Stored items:
┄┄┄┄┄┄┄┄┄┄

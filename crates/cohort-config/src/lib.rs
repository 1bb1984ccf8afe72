//! Configuration management for Cohort
//!
//! Provides hierarchical configuration loading from multiple sources:
//! 1. Environment variables (COHORT_* prefix, highest precedence)
//! 2. cohort.local.toml (gitignored, local overrides)
//! 3. cohort.toml (git-tracked, cluster config)
//! 4. ~/.config/cohort/config.toml (user defaults)
//! 5. Built-in defaults (lowest precedence)

use std::collections::BTreeSet;
use std::path::Path;

use anyhow::Result;
use serde::{Deserialize, Serialize};

mod error;
mod loader;
mod paths;

pub use error::ConfigError;
pub use loader::ConfigLoader;
pub use paths::Paths;

/// Main Cohort configuration
#[derive(Debug, Clone, Default, Serialize, Deserialize)]
#[serde(default)]
pub struct CohortConfig {
    pub cluster: ClusterConfig,
    pub controller: ControllerConfig,
}

/// Static topology of the content cluster.
#[derive(Debug, Clone, Serialize, Deserialize)]
#[serde(default)]
pub struct ClusterConfig {
    pub name: String,
    /// Copies of each bucket the cluster keeps.
    pub redundancy: u16,
    /// Every configured node index. Each index runs both a distributor and a
    /// storage node.
    pub nodes: Vec<NodeEntry>,
    pub distribution: GroupConfig,
}

impl Default for ClusterConfig {
    fn default() -> Self {
        let nodes: Vec<NodeEntry> = (0..4).map(NodeEntry::new).collect();
        Self {
            name: "content".to_string(),
            redundancy: 2,
            distribution: GroupConfig::leaf(0, "root", nodes.iter().map(|n| n.index).collect()),
            nodes,
        }
    }
}

/// One configured node.
#[derive(Debug, Clone, Copy, PartialEq, Eq, Serialize, Deserialize)]
pub struct NodeEntry {
    pub index: u16,
    /// Retired by configuration: data is moved away but the node keeps serving.
    #[serde(default)]
    pub retired: bool,
}

impl NodeEntry {
    pub fn new(index: u16) -> Self {
        Self {
            index,
            retired: false,
        }
    }
}

/// A group in the distribution tree.
///
/// Leaf groups list node indices; branch groups list subgroups and a
/// partition spec such as `1|*` describing how copies are spread over them.
#[derive(Debug, Clone, PartialEq, Serialize, Deserialize)]
#[serde(default)]
pub struct GroupConfig {
    pub index: u16,
    pub name: String,
    pub partitions: Option<String>,
    pub capacity: f64,
    pub nodes: Vec<u16>,
    pub groups: Vec<GroupConfig>,
}

impl GroupConfig {
    pub fn leaf(index: u16, name: impl Into<String>, nodes: Vec<u16>) -> Self {
        Self {
            index,
            name: name.into(),
            nodes,
            ..Default::default()
        }
    }

    pub fn branch(
        index: u16,
        name: impl Into<String>,
        partitions: impl Into<String>,
        groups: Vec<GroupConfig>,
    ) -> Self {
        Self {
            index,
            name: name.into(),
            partitions: Some(partitions.into()),
            groups,
            ..Default::default()
        }
    }

    fn collect_nodes(&self, out: &mut Vec<u16>) {
        out.extend_from_slice(&self.nodes);
        for group in &self.groups {
            group.collect_nodes(out);
        }
    }
}

impl Default for GroupConfig {
    fn default() -> Self {
        Self {
            index: 0,
            name: "root".to_string(),
            partitions: None,
            capacity: 1.0,
            nodes: Vec::new(),
            groups: Vec::new(),
        }
    }
}

/// Tunables for the state version tracker and merge tracking.
#[derive(Debug, Clone, Serialize, Deserialize)]
#[serde(default)]
pub struct ControllerConfig {
    /// A node's merges count as complete once this share of its buckets is
    /// in sync.
    pub min_merge_completion_ratio: f64,
    /// Published states kept in memory.
    pub max_history_entries: usize,
    pub bucket_spaces: Vec<String>,
    /// Put nodes with pending global merges in maintenance for the other
    /// bucket spaces.
    pub maintenance_on_pending_global_merges: bool,
    /// Only keep nodes in derived maintenance, never newly move them there.
    pub only_keep_existing_maintenance: bool,
}

impl Default for ControllerConfig {
    fn default() -> Self {
        Self {
            min_merge_completion_ratio: 1.0,
            max_history_entries: 50,
            bucket_spaces: vec!["default".to_string(), "global".to_string()],
            maintenance_on_pending_global_merges: true,
            only_keep_existing_maintenance: false,
        }
    }
}

impl CohortConfig {
    /// Load configuration from default locations
    pub fn load() -> Result<Self> {
        ConfigLoader::new().load()
    }

    /// Load configuration from specific project directory
    pub fn load_from_dir(project_dir: impl AsRef<Path>) -> Result<Self> {
        ConfigLoader::new().with_project_dir(project_dir).load()
    }

    /// Checks invariants the loaders cannot express in types.
    pub fn validate(&self) -> Result<(), ConfigError> {
        let ratio = self.controller.min_merge_completion_ratio;
        if !(0.0..=1.0).contains(&ratio) {
            return Err(ConfigError::ValidationError(format!(
                "min_merge_completion_ratio must be within [0, 1], got {ratio}"
            )));
        }
        if self.controller.max_history_entries == 0 {
            return Err(ConfigError::ValidationError(
                "max_history_entries must be at least 1".to_string(),
            ));
        }
        if self.cluster.redundancy == 0 {
            return Err(ConfigError::ValidationError(
                "redundancy must be at least 1".to_string(),
            ));
        }

        let mut seen = BTreeSet::new();
        for node in &self.cluster.nodes {
            if !seen.insert(node.index) {
                return Err(ConfigError::ValidationError(format!(
                    "node index {} is configured twice",
                    node.index
                )));
            }
        }

        let mut grouped = Vec::new();
        self.cluster.distribution.collect_nodes(&mut grouped);
        let grouped_set: BTreeSet<u16> = grouped.iter().copied().collect();
        if grouped_set.len() != grouped.len() {
            return Err(ConfigError::ValidationError(
                "a node index appears in more than one group".to_string(),
            ));
        }
        if let Some(missing) = seen.iter().find(|index| !grouped_set.contains(index)) {
            return Err(ConfigError::ValidationError(format!(
                "node {missing} is not placed in any group"
            )));
        }
        Ok(())
    }
}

┄┄┄┄┄┄┄┄┄┄

## [WHAT YOU HAVE TO DO]
Write out the lines of the entries, word for word, from the first through the one containing "pub struct CohortConfig", and stop at that line.

## [WRITTEN REPLY]
filename crates/cohort-config/src/lib.rs
repository 1bb1984ccf8afe72
//! Configuration management for Cohort
//!
//! Provides hierarchical configuration loading from multiple sources:
//! 1. Environment variables (COHORT_* prefix, highest precedence)
//! 2. cohort.local.toml (gitignored, local overrides)
//! 3. cohort.toml (git-tracked, cluster config)
//! 4. ~/.config/cohort/config.toml (user defaults)
//! 5. Built-in defaults (lowest precedence)

use std::collections::BTreeSet;
use std::path::Path;

use anyhow::Result;
use serde::{Deserialize, Serialize};

mod error;
mod loader;
mod paths;

pub use error::ConfigError;
pub use loader::ConfigLoader;
pub use paths::Paths;

/// Main Cohort configuration
#[derive(Debug, Clone, Default, Serialize, Deserialize)]
#[serde(default)]
pub struct CohortConfig {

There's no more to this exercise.